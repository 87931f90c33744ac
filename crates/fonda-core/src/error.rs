//! # Error Types
//!
//! Domain-specific error types for fonda-core.
//!
//! ## Error Hierarchy
//! ```text
//! ┌─────────────────────────────────────────────────────────────────┐
//! │                         Error Types                             │
//! │                                                                 │
//! │  fonda-core errors (this file)                                  │
//! │  ├── CoreError        - Business rule violations                │
//! │  └── ValidationError  - Input validation failures               │
//! │                                                                 │
//! │  fonda-db errors (separate crate)                               │
//! │  └── DbError          - Database operation failures             │
//! │                                                                 │
//! │  Flow: ValidationError → CoreError → DbError → boundary layer   │
//! └─────────────────────────────────────────────────────────────────┘
//! ```
//!
//! ## Design Principles
//! 1. Use `thiserror` for derive macros (not manual impl)
//! 2. Include context in error messages (product name, order id, etc.)
//! 3. Errors are enum variants, never String
//! 4. Every error is a recoverable, caller-reported business error; the
//!    enclosing transaction rolls back fully and nothing is suppressed

use thiserror::Error;

use crate::types::{OrderStatus, Role};

// =============================================================================
// Core Error
// =============================================================================

/// Core business logic errors.
///
/// These errors represent business rule violations or domain logic failures.
/// They should be caught and translated to user-friendly messages by the
/// boundary layer; the core never formats a transport response itself.
#[derive(Debug, Error)]
pub enum CoreError {
    /// Referenced entity id does not exist.
    #[error("{entity} not found: {id}")]
    NotFound { entity: String, id: String },

    /// Entity exists but is deactivated and cannot participate in operations.
    #[error("{entity} is inactive: {id}")]
    Inactive { entity: String, id: String },

    /// Insufficient stock to complete an outflow.
    ///
    /// ## When This Occurs
    /// - A sale consumption exceeds the ingredient's stock
    /// - A negative count adjustment exceeds current stock
    /// - A waste registration exceeds current stock
    #[error("Insufficient stock for {product}: available {available}, requested {requested}")]
    InsufficientStock {
        product: String,
        available: f64,
        requested: f64,
    },

    /// A dish has no recipe and therefore cannot be sold.
    ///
    /// Paying for an order consumes raw products according to each dish's
    /// recipe. A recipe-less dish would consume nothing, silently corrupting
    /// stock valuation, so it blocks the payment instead.
    #[error("Dish {dish} has no recipe")]
    MissingRecipe { dish: String },

    /// An order with no lines cannot be paid: a $0 payment would settle
    /// nothing and still free the table.
    #[error("Order {order_id} has no lines")]
    EmptyOrder { order_id: String },

    /// The order transition table forbids this state change.
    #[error("Invalid order transition from {from:?} to {to:?}")]
    InvalidTransition { from: OrderStatus, to: OrderStatus },

    /// The acting role may not drive this transition.
    #[error("Role {role:?} may not transition an order to {to:?}")]
    RoleNotAllowed { role: Role, to: OrderStatus },

    /// The order is in a terminal state and cannot be modified.
    #[error("Order {order_id} is {status:?}, cannot perform operation")]
    OrderFinalized {
        order_id: String,
        status: OrderStatus,
    },

    /// Only served orders can be paid for.
    #[error("Order {order_id} is {status:?}, only Served orders can be paid")]
    OrderNotServed {
        order_id: String,
        status: OrderStatus,
    },

    /// The table already hosts an order.
    #[error("Table {number} is occupied")]
    TableOccupied { number: i64 },

    /// A table with an active (non-terminal) order cannot be freed.
    #[error("Table {number} has an active order and cannot be freed")]
    TableHasActiveOrder { number: i64 },

    /// A cash session is already open (global singleton).
    #[error("A cash session is already open")]
    SessionAlreadyOpen,

    /// No cash session is open, so payments cannot be accepted.
    #[error("No open cash session")]
    NoOpenSession,

    /// The cash session is not open (already closed).
    #[error("Cash session {session_id} is already closed")]
    SessionClosed { session_id: String },

    /// Closing is blocked while the period still has unresolved orders.
    #[error("Cannot close session: {pending} order(s) still unsettled in the period")]
    UnsettledOrders { pending: i64 },

    /// The physical count was already applied (one-way transition).
    #[error("Physical count {count_id} is already applied")]
    CountAlreadyApplied { count_id: String },

    /// An order can be paid at most once.
    #[error("Order {order_id} has already been paid")]
    DuplicatePayment { order_id: String },

    /// The ledger's latest balance disagrees with the product snapshot.
    ///
    /// ## When This Occurs
    /// - Detected by the integrity check after seeding or bulk operations,
    ///   never on the hot path. Indicates a bug or out-of-band mutation.
    #[error("Ledger inconsistency for {product}: last movement balance {ledger}, product stock {snapshot}")]
    LedgerInconsistency {
        product: String,
        ledger: f64,
        snapshot: f64,
    },

    /// Validation error (wraps ValidationError).
    #[error("Validation error: {0}")]
    Validation(#[from] ValidationError),
}

impl CoreError {
    /// Creates a NotFound error for a given entity type and id.
    pub fn not_found(entity: impl Into<String>, id: impl Into<String>) -> Self {
        CoreError::NotFound {
            entity: entity.into(),
            id: id.into(),
        }
    }

    /// Creates an Inactive error for a given entity type and id.
    pub fn inactive(entity: impl Into<String>, id: impl Into<String>) -> Self {
        CoreError::Inactive {
            entity: entity.into(),
            id: id.into(),
        }
    }
}

// =============================================================================
// Validation Error
// =============================================================================

/// Input validation errors.
///
/// These errors occur when input doesn't meet requirements.
/// Used for early validation before business logic runs.
#[derive(Debug, Error)]
pub enum ValidationError {
    /// A required field is missing or empty.
    #[error("{field} is required")]
    Required { field: String },

    /// Value must be strictly positive.
    #[error("{field} must be positive")]
    MustBePositive { field: String },

    /// Value must not be negative.
    #[error("{field} must not be negative")]
    MustBeNonNegative { field: String },

    /// Field value is too long.
    #[error("{field} must be at most {max} characters")]
    TooLong { field: String, max: usize },

    /// Invalid format (e.g., invalid UUID, unknown unit of measure).
    #[error("{field} has invalid format: {reason}")]
    InvalidFormat { field: String, reason: String },

    /// Duplicate value where uniqueness is required.
    #[error("{field} '{value}' is duplicated")]
    Duplicate { field: String, value: String },

    /// A collection that must carry at least one element is empty.
    #[error("{field} must not be empty")]
    EmptyCollection { field: String },
}

// =============================================================================
// Result Type Alias
// =============================================================================

/// Convenience type alias for Results with CoreError.
pub type CoreResult<T> = Result<T, CoreError>;

// =============================================================================
// Unit Tests
// =============================================================================

#[cfg(test)]
mod tests {
    use super::*;

    #[test]
    fn test_error_messages() {
        let err = CoreError::InsufficientStock {
            product: "Tomate".to_string(),
            available: 3.0,
            requested: 5.0,
        };
        assert_eq!(
            err.to_string(),
            "Insufficient stock for Tomate: available 3, requested 5"
        );

        let err = CoreError::InvalidTransition {
            from: OrderStatus::Served,
            to: OrderStatus::Open,
        };
        assert_eq!(
            err.to_string(),
            "Invalid order transition from Served to Open"
        );
    }

    #[test]
    fn test_validation_error_messages() {
        let err = ValidationError::Required {
            field: "supplier".to_string(),
        };
        assert_eq!(err.to_string(), "supplier is required");

        let err = ValidationError::MustBePositive {
            field: "quantity".to_string(),
        };
        assert_eq!(err.to_string(), "quantity must be positive");
    }

    #[test]
    fn test_validation_converts_to_core_error() {
        let validation_err = ValidationError::Required {
            field: "name".to_string(),
        };
        let core_err: CoreError = validation_err.into();
        assert!(matches!(core_err, CoreError::Validation(_)));
    }
}
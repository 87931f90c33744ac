//! # Costing Module
//!
//! Weighted-average cost math and the ledger's fixed-precision rounding.
//!
//! ## Why Fixed Precision?
//! ```text
//! ┌─────────────────────────────────────────────────────────────────────────┐
//! │  THE FLOATING POINT DRIFT PROBLEM                                       │
//! │                                                                         │
//! │  Stock quantities are fractional (0.25 kg of cheese), so integer units  │
//! │  don't fit the way cents fit money. But raw f64 accumulates drift:      │
//! │                                                                         │
//! │    0.1 + 0.2 = 0.30000000000000004   ❌                                 │
//! │                                                                         │
//! │  Across thousands of movements the product snapshot and the ledger      │
//! │  balance would slowly diverge and the consistency check would fire      │
//! │  on phantom differences.                                                │
//! │                                                                         │
//! │  OUR RULE: every persisted quantity/cost is rounded to 6 decimal        │
//! │  places at the point of write, and consistency comparisons happen at    │
//! │  the same precision.                                                    │
//! └─────────────────────────────────────────────────────────────────────────┘
//! ```
//!
//! ## Weighted-Average Costing
//! Inflows from purchases recompute the running average as a stock-weighted
//! mean; outflows consume at the current average and never change it.
//!
//! ```rust
//! use fonda_core::costing::weighted_average;
//!
//! // 10 units on hand at 2.0; buy 10 more at 4.0 → average 3.0
//! let avg = weighted_average(10.0, 2.0, 10.0, 4.0);
//! assert_eq!(avg, 3.0);
//! ```

/// Decimal places kept on every persisted quantity and cost.
pub const PRECISION: u32 = 6;

const SCALE: f64 = 1_000_000.0; // 10^PRECISION

/// Tolerance for equality at ledger precision.
///
/// Half a unit in the 6th decimal place: two values that round to the same
/// 6-dp figure always compare equal, regardless of binary representation.
const EPSILON: f64 = 0.5 / SCALE;

/// Rounds a quantity or cost to the ledger precision (6 decimal places).
///
/// Applied to every field before it is persisted.
#[inline]
pub fn round_qty(value: f64) -> f64 {
    (value * SCALE).round() / SCALE
}

/// Compares two quantities at ledger precision.
///
/// Used by the consistency check and the stock-floor guard, so a nanoscale
/// binary residue never masquerades as a real shortage or surplus.
#[inline]
pub fn qty_eq(a: f64, b: f64) -> bool {
    (round_qty(a) - round_qty(b)).abs() < EPSILON
}

/// Computes the new weighted-average cost after a purchase inflow.
///
/// ## Formula
/// ```text
/// new_avg = (stock × avg_cost + quantity × unit_cost) / (stock + quantity)
/// ```
///
/// ## Preconditions
/// `quantity > 0`, so the denominator is strictly positive even on an empty
/// shelf; callers validate before reaching this function.
///
/// ## Example
/// ```rust
/// use fonda_core::costing::weighted_average;
///
/// // First purchase onto an empty shelf takes the purchase cost outright
/// assert_eq!(weighted_average(0.0, 0.0, 10.0, 2.0), 2.0);
/// ```
#[inline]
pub fn weighted_average(stock: f64, avg_cost: f64, quantity: f64, unit_cost: f64) -> f64 {
    (stock * avg_cost + quantity * unit_cost) / (stock + quantity)
}

// =============================================================================
// Unit Tests
// =============================================================================

#[cfg(test)]
mod tests {
    use super::*;

    #[test]
    fn test_round_qty() {
        assert_eq!(round_qty(1.2345678), 1.234568);
        assert_eq!(round_qty(1.2345674), 1.234567);
        assert_eq!(round_qty(0.1 + 0.2), 0.3);
        assert_eq!(round_qty(-2.5000004), -2.5);
    }

    #[test]
    fn test_qty_eq_at_precision() {
        assert!(qty_eq(0.1 + 0.2, 0.3));
        assert!(qty_eq(10.0, 10.0000001));
        assert!(!qty_eq(10.0, 10.000001));
        assert!(!qty_eq(10.0, 9.999999));
    }

    #[test]
    fn test_weighted_average_basic() {
        // 10 @ 2.0 then 10 @ 4.0 → 20 @ 3.0
        let avg = weighted_average(10.0, 2.0, 10.0, 4.0);
        assert_eq!(avg, 3.0);
    }

    #[test]
    fn test_weighted_average_empty_shelf() {
        let avg = weighted_average(0.0, 0.0, 5.0, 7.5);
        assert_eq!(avg, 7.5);
    }

    #[test]
    fn test_weighted_average_matches_recomputation() {
        // After a sequence of purchases, the running average must equal the
        // stock-weighted mean of all purchase costs.
        let purchases: &[(f64, f64)] = &[(4.0, 1.0), (6.0, 2.0), (10.0, 3.5), (0.5, 10.0)];

        let mut stock = 0.0;
        let mut avg = 0.0;
        for &(qty, cost) in purchases {
            avg = round_qty(weighted_average(stock, avg, qty, cost));
            stock = round_qty(stock + qty);
        }

        let total_qty: f64 = purchases.iter().map(|(q, _)| q).sum();
        let total_value: f64 = purchases.iter().map(|(q, c)| q * c).sum();
        assert!(qty_eq(avg, total_value / total_qty));
    }

    #[test]
    fn test_zero_cost_purchase_dilutes_average() {
        // Donated/free stock IS a purchase at cost 0 and dilutes the average,
        // unlike a positive adjustment which leaves it untouched.
        let avg = weighted_average(10.0, 4.0, 10.0, 0.0);
        assert_eq!(avg, 2.0);
    }
}
//! # Cash Session Repository
//!
//! Read access for cash sessions, payments, and closing summaries.

use sqlx::SqlitePool;

use crate::error::{DbError, DbResult};
use fonda_core::{CashSession, ClosingSummary, Payment};

/// Repository for cash session reads.
#[derive(Debug, Clone)]
pub struct CashRepository {
    pool: SqlitePool,
}

const SESSION_COLUMNS: &str = "id, staff_id, opening_float, status, opened_at";

const PAYMENT_COLUMNS: &str = "id, order_id, session_id, method, amount, paid_at";

const SUMMARY_COLUMNS: &str =
    "id, session_id, total_sales, total_cash, total_card, total_transfer, closed_at";

impl CashRepository {
    /// Creates a new CashRepository.
    pub fn new(pool: SqlitePool) -> Self {
        CashRepository { pool }
    }

    /// Gets a session by ID.
    pub async fn get_by_id(&self, id: &str) -> DbResult<CashSession> {
        let sql = format!("SELECT {SESSION_COLUMNS} FROM cash_sessions WHERE id = ?1");

        sqlx::query_as::<_, CashSession>(&sql)
            .bind(id)
            .fetch_optional(&self.pool)
            .await?
            .ok_or_else(|| DbError::not_found("CashSession", id))
    }

    /// Returns the currently open session, if any.
    ///
    /// The partial unique index on (status='open') guarantees at most one.
    pub async fn open_session(&self) -> DbResult<Option<CashSession>> {
        let sql = format!("SELECT {SESSION_COLUMNS} FROM cash_sessions WHERE status = 'open'");

        Ok(sqlx::query_as::<_, CashSession>(&sql)
            .fetch_optional(&self.pool)
            .await?)
    }

    /// Lists sessions, newest first.
    pub async fn list(&self) -> DbResult<Vec<CashSession>> {
        let sql = format!("SELECT {SESSION_COLUMNS} FROM cash_sessions ORDER BY opened_at DESC");

        Ok(sqlx::query_as::<_, CashSession>(&sql)
            .fetch_all(&self.pool)
            .await?)
    }

    /// Returns the payments registered under a session, oldest first.
    pub async fn payments(&self, session_id: &str) -> DbResult<Vec<Payment>> {
        let sql = format!(
            "SELECT {PAYMENT_COLUMNS} FROM payments WHERE session_id = ?1 ORDER BY paid_at"
        );

        Ok(sqlx::query_as::<_, Payment>(&sql)
            .bind(session_id)
            .fetch_all(&self.pool)
            .await?)
    }

    /// Returns the payment for an order, if it has one.
    pub async fn payment_for_order(&self, order_id: &str) -> DbResult<Option<Payment>> {
        let sql = format!("SELECT {PAYMENT_COLUMNS} FROM payments WHERE order_id = ?1");

        Ok(sqlx::query_as::<_, Payment>(&sql)
            .bind(order_id)
            .fetch_optional(&self.pool)
            .await?)
    }

    /// Returns the closing summary for a session, if it was closed.
    pub async fn closing_summary(&self, session_id: &str) -> DbResult<Option<ClosingSummary>> {
        let sql = format!("SELECT {SUMMARY_COLUMNS} FROM closing_summaries WHERE session_id = ?1");

        Ok(sqlx::query_as::<_, ClosingSummary>(&sql)
            .bind(session_id)
            .fetch_optional(&self.pool)
            .await?)
    }
}
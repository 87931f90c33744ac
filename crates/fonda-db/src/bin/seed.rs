//! # Seed Data Generator
//!
//! Populates the database with demo data for development.
//!
//! ## Usage
//! ```bash
//! # Seed the default dev database
//! cargo run -p fonda-db --bin seed
//!
//! # Specify database path
//! cargo run -p fonda-db --bin seed -- --db ./data/fonda.db
//! ```
//!
//! ## Generated Data
//! - Staff: one admin, cashier, waiter, and cook
//! - 8 dining tables
//! - Pantry products with opening stock (entered through the ledger)
//! - Dishes with complete recipes
//!
//! Finishes by verifying ledger consistency for every product.

use std::env;

use fonda_core::Role;
use fonda_db::{Database, DbConfig, InitialStock};

/// Pantry products: (name, unit, opening qty, opening unit cost).
const PRODUCTS: &[(&str, &str, f64, f64)] = &[
    ("Tomate", "kg", 12.0, 28.50),
    ("Cebolla", "kg", 8.0, 19.00),
    ("Arroz", "kg", 25.0, 22.00),
    ("Frijol negro", "kg", 15.0, 34.00),
    ("Pollo", "kg", 18.0, 78.00),
    ("Carne de res", "kg", 10.0, 145.00),
    ("Queso fresco", "kg", 4.0, 96.00),
    ("Tortillas", "kg", 6.0, 18.00),
    ("Aceite", "lt", 10.0, 42.00),
    ("Crema", "lt", 3.0, 55.00),
    ("Refresco cola", "unit", 48.0, 12.50),
    ("Agua embotellada", "unit", 60.0, 7.00),
];

/// Dishes: (name, price, recipe as (product name, qty per unit)).
const DISHES: &[(&str, f64, &[(&str, f64)])] = &[
    (
        "Tacos de pollo",
        85.0,
        &[("Pollo", 0.15), ("Tortillas", 0.12), ("Cebolla", 0.03)],
    ),
    (
        "Arroz con frijol",
        55.0,
        &[("Arroz", 0.2), ("Frijol negro", 0.15), ("Aceite", 0.02)],
    ),
    (
        "Bistec con arroz",
        140.0,
        &[("Carne de res", 0.25), ("Arroz", 0.15), ("Tomate", 0.05)],
    ),
    (
        "Quesadillas",
        70.0,
        &[("Queso fresco", 0.1), ("Tortillas", 0.1), ("Crema", 0.03)],
    ),
    ("Refresco", 20.0, &[("Refresco cola", 1.0)]),
    ("Agua", 12.0, &[("Agua embotellada", 1.0)]),
];

#[tokio::main]
async fn main() -> Result<(), Box<dyn std::error::Error>> {
    tracing_subscriber::fmt()
        .with_env_filter(
            tracing_subscriber::EnvFilter::try_from_default_env()
                .unwrap_or_else(|_| "info".into()),
        )
        .init();

    // Parse command line arguments
    let args: Vec<String> = env::args().collect();
    let mut db_path = String::from("./fonda_dev.db");

    let mut i = 1;
    while i < args.len() {
        match args[i].as_str() {
            "--db" | "-d" => {
                if i + 1 < args.len() {
                    db_path = args[i + 1].clone();
                    i += 1;
                }
            }
            "--help" | "-h" => {
                println!("Fonda POS Seed Data Generator");
                println!();
                println!("Usage: seed [OPTIONS]");
                println!();
                println!("Options:");
                println!("  -d, --db <PATH>    Database file path (default: ./fonda_dev.db)");
                println!("  -h, --help         Show this help message");
                return Ok(());
            }
            _ => {}
        }
        i += 1;
    }

    println!("🌱 Fonda POS Seed Data Generator");
    println!("================================");
    println!("Database: {}", db_path);
    println!();

    let db = Database::new(DbConfig::new(&db_path)).await?;

    println!("✓ Connected to database");
    println!("✓ Migrations applied");

    // Refuse to double-seed
    let existing = db.products().list(true).await?;
    if !existing.is_empty() {
        println!("⚠ Database already has {} products", existing.len());
        println!("  Skipping seed to avoid duplicates.");
        println!("  Delete the database file to regenerate.");
        return Ok(());
    }

    // Staff
    println!();
    println!("Creating staff...");
    for (username, role) in [
        ("admin", Role::Admin),
        ("caja1", Role::Cashier),
        ("mesero1", Role::Waiter),
        ("cocina1", Role::Kitchen),
    ] {
        db.staff().create(username, role).await?;
        println!("  {} ({:?})", username, role);
    }

    // Tables
    println!();
    println!("Creating tables...");
    for number in 1..=8 {
        db.catalog().create_table(number).await?;
    }
    println!("  8 tables created");

    // Products with opening stock through the ledger
    println!();
    println!("Creating products...");
    let start = std::time::Instant::now();
    for (name, unit, quantity, unit_cost) in PRODUCTS {
        let product = db
            .catalog()
            .create_product(
                name,
                unit,
                Some(InitialStock {
                    quantity: *quantity,
                    unit_cost: *unit_cost,
                }),
            )
            .await?;
        println!(
            "  {:<20} {:>8.3} {} @ {:.2}",
            product.name, product.stock, unit, product.avg_cost
        );
    }

    // Dishes with recipes
    println!();
    println!("Creating dishes...");
    let products = db.products().list(false).await?;
    let product_id = |name: &str| {
        products
            .iter()
            .find(|p| p.name == name)
            .map(|p| p.id.clone())
            .ok_or_else(|| format!("seed product missing: {}", name))
    };

    for (name, price, recipe) in DISHES {
        let ingredients: Vec<(String, f64)> = recipe
            .iter()
            .map(|(product_name, qty)| Ok((product_id(product_name)?, *qty)))
            .collect::<Result<_, String>>()?;

        db.catalog().create_dish(name, *price, &ingredients).await?;
        println!("  {:<20} ${:>7.2} ({} ingredients)", name, price, recipe.len());
    }

    // Ledger consistency check over everything just written
    println!();
    println!("Verifying ledger consistency...");
    for product in &products {
        db.inventory().assert_consistency(&product.id).await?;
    }
    println!("  {} products consistent", products.len());

    println!();
    println!("✓ Seed complete in {:?}", start.elapsed());

    Ok(())
}
//! # Order Flow
//!
//! The order state machine: transition table and role narrowing.
//!
//! ## State Machine
//! ```text
//! ┌─────────────────────────────────────────────────────────────────────────┐
//! │                       Order Lifecycle                                   │
//! │                                                                         │
//! │                  ┌──────────────┐                                       │
//! │   create ──────► │     OPEN     │ ── waiter ──┐                         │
//! │   (table FREE    └──────┬───────┘             │                         │
//! │    → OCCUPIED)          │ waiter              │                         │
//! │                  ┌──────▼───────┐             │                         │
//! │                  │ PREPARATION  │ ────────────┤                         │
//! │                  └──────┬───────┘             │                         │
//! │                         │ kitchen             ▼                         │
//! │                  ┌──────▼───────┐      ┌─────────────┐                  │
//! │                  │    SERVED    │ ───► │  CANCELLED  │ (frees table)    │
//! │                  └──────┬───────┘      └─────────────┘                  │
//! │                         │ payment path only                             │
//! │                  ┌──────▼───────┐                                       │
//! │                  │     PAID     │ (frees table, consumes inventory)     │
//! │                  └──────────────┘                                       │
//! │                                                                         │
//! │  PAID and CANCELLED are terminal. PAID is never a valid target of a     │
//! │  direct transition call; only the cash register's payment path sets it. │
//! └─────────────────────────────────────────────────────────────────────────┘
//! ```
//!
//! The table is a plain constant so the boundary layer can render it and so
//! tightening a rule (e.g. forbidding Served → Cancelled) is a one-line edit.

use crate::error::{CoreError, CoreResult};
use crate::types::{OrderStatus, Role};

/// The full transition table: (from, allowed targets).
///
/// `Paid` appears in no target list on purpose; see [`check_transition`].
pub const TRANSITIONS: &[(OrderStatus, &[OrderStatus])] = &[
    (
        OrderStatus::Open,
        &[OrderStatus::Preparation, OrderStatus::Cancelled],
    ),
    (
        OrderStatus::Preparation,
        &[OrderStatus::Served, OrderStatus::Cancelled],
    ),
    (OrderStatus::Served, &[OrderStatus::Cancelled]),
];

impl OrderStatus {
    /// Whether the order admits no further transitions.
    pub const fn is_terminal(&self) -> bool {
        matches!(self, OrderStatus::Paid | OrderStatus::Cancelled)
    }

    /// Consults the transition table.
    pub fn can_transition_to(&self, next: OrderStatus) -> bool {
        TRANSITIONS
            .iter()
            .find(|(from, _)| from == self)
            .map(|(_, targets)| targets.contains(&next))
            .unwrap_or(false)
    }
}

impl Role {
    /// Role narrowing over direct transitions.
    ///
    /// Waitstaff may only send to preparation or cancel; kitchen staff may
    /// only mark served; admins drive anything the table allows; cashiers
    /// act through the payment path, never through direct transitions.
    pub fn may_transition_to(&self, next: OrderStatus) -> bool {
        match self {
            Role::Admin => true,
            Role::Waiter => {
                matches!(next, OrderStatus::Preparation | OrderStatus::Cancelled)
            }
            Role::Kitchen => matches!(next, OrderStatus::Served),
            Role::Cashier => false,
        }
    }
}

/// Validates a direct transition request for an order in state `from`,
/// driven by `role`, targeting `next`.
///
/// ## Check Order
/// 1. Terminal orders reject everything (state conflict).
/// 2. `Paid` is rejected outright: only the payment path reaches it.
/// 3. Role narrowing.
/// 4. The transition table itself.
pub fn check_transition(
    order_id: &str,
    from: OrderStatus,
    next: OrderStatus,
    role: Role,
) -> CoreResult<()> {
    if from.is_terminal() {
        return Err(CoreError::OrderFinalized {
            order_id: order_id.to_string(),
            status: from,
        });
    }
    if next == OrderStatus::Paid {
        return Err(CoreError::InvalidTransition { from, to: next });
    }
    if !role.may_transition_to(next) {
        return Err(CoreError::RoleNotAllowed { role, to: next });
    }
    if !from.can_transition_to(next) {
        return Err(CoreError::InvalidTransition { from, to: next });
    }
    Ok(())
}

// =============================================================================
// Unit Tests
// =============================================================================

#[cfg(test)]
mod tests {
    use super::*;

    #[test]
    fn test_transition_table() {
        use OrderStatus::*;

        assert!(Open.can_transition_to(Preparation));
        assert!(Open.can_transition_to(Cancelled));
        assert!(!Open.can_transition_to(Served));

        assert!(Preparation.can_transition_to(Served));
        assert!(Preparation.can_transition_to(Cancelled));
        assert!(!Preparation.can_transition_to(Open));

        // Served → Cancelled is permitted by the observed business rule.
        assert!(Served.can_transition_to(Cancelled));
        assert!(!Served.can_transition_to(Open));

        // Paid is never a direct-transition target.
        assert!(!Open.can_transition_to(Paid));
        assert!(!Preparation.can_transition_to(Paid));
        assert!(!Served.can_transition_to(Paid));

        // Terminal states go nowhere.
        assert!(!Paid.can_transition_to(Cancelled));
        assert!(!Cancelled.can_transition_to(Open));
    }

    #[test]
    fn test_terminal_states() {
        assert!(OrderStatus::Paid.is_terminal());
        assert!(OrderStatus::Cancelled.is_terminal());
        assert!(!OrderStatus::Open.is_terminal());
        assert!(!OrderStatus::Preparation.is_terminal());
        assert!(!OrderStatus::Served.is_terminal());
    }

    #[test]
    fn test_role_narrowing() {
        use OrderStatus::*;

        assert!(Role::Waiter.may_transition_to(Preparation));
        assert!(Role::Waiter.may_transition_to(Cancelled));
        assert!(!Role::Waiter.may_transition_to(Served));

        assert!(Role::Kitchen.may_transition_to(Served));
        assert!(!Role::Kitchen.may_transition_to(Preparation));
        assert!(!Role::Kitchen.may_transition_to(Cancelled));

        assert!(Role::Admin.may_transition_to(Served));
        assert!(Role::Admin.may_transition_to(Cancelled));

        assert!(!Role::Cashier.may_transition_to(Preparation));
        assert!(!Role::Cashier.may_transition_to(Served));
    }

    #[test]
    fn test_check_transition_happy_path() {
        assert!(check_transition(
            "o1",
            OrderStatus::Open,
            OrderStatus::Preparation,
            Role::Waiter
        )
        .is_ok());
        assert!(check_transition(
            "o1",
            OrderStatus::Preparation,
            OrderStatus::Served,
            Role::Kitchen
        )
        .is_ok());
    }

    #[test]
    fn test_check_transition_rejects_terminal() {
        let err = check_transition(
            "o1",
            OrderStatus::Paid,
            OrderStatus::Cancelled,
            Role::Admin,
        )
        .unwrap_err();
        assert!(matches!(err, CoreError::OrderFinalized { .. }));
    }

    #[test]
    fn test_check_transition_rejects_paid_target() {
        let err = check_transition("o1", OrderStatus::Served, OrderStatus::Paid, Role::Admin)
            .unwrap_err();
        assert!(matches!(err, CoreError::InvalidTransition { .. }));
    }

    #[test]
    fn test_check_transition_rejects_role() {
        let err = check_transition(
            "o1",
            OrderStatus::Preparation,
            OrderStatus::Served,
            Role::Waiter,
        )
        .unwrap_err();
        assert!(matches!(err, CoreError::RoleNotAllowed { .. }));
    }
}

▬▬▬▬▬▬

**ASSIGNMENT**
Lines with the word "itself": tally them across the material and give only the total.

**YOUR RESPONSE**
2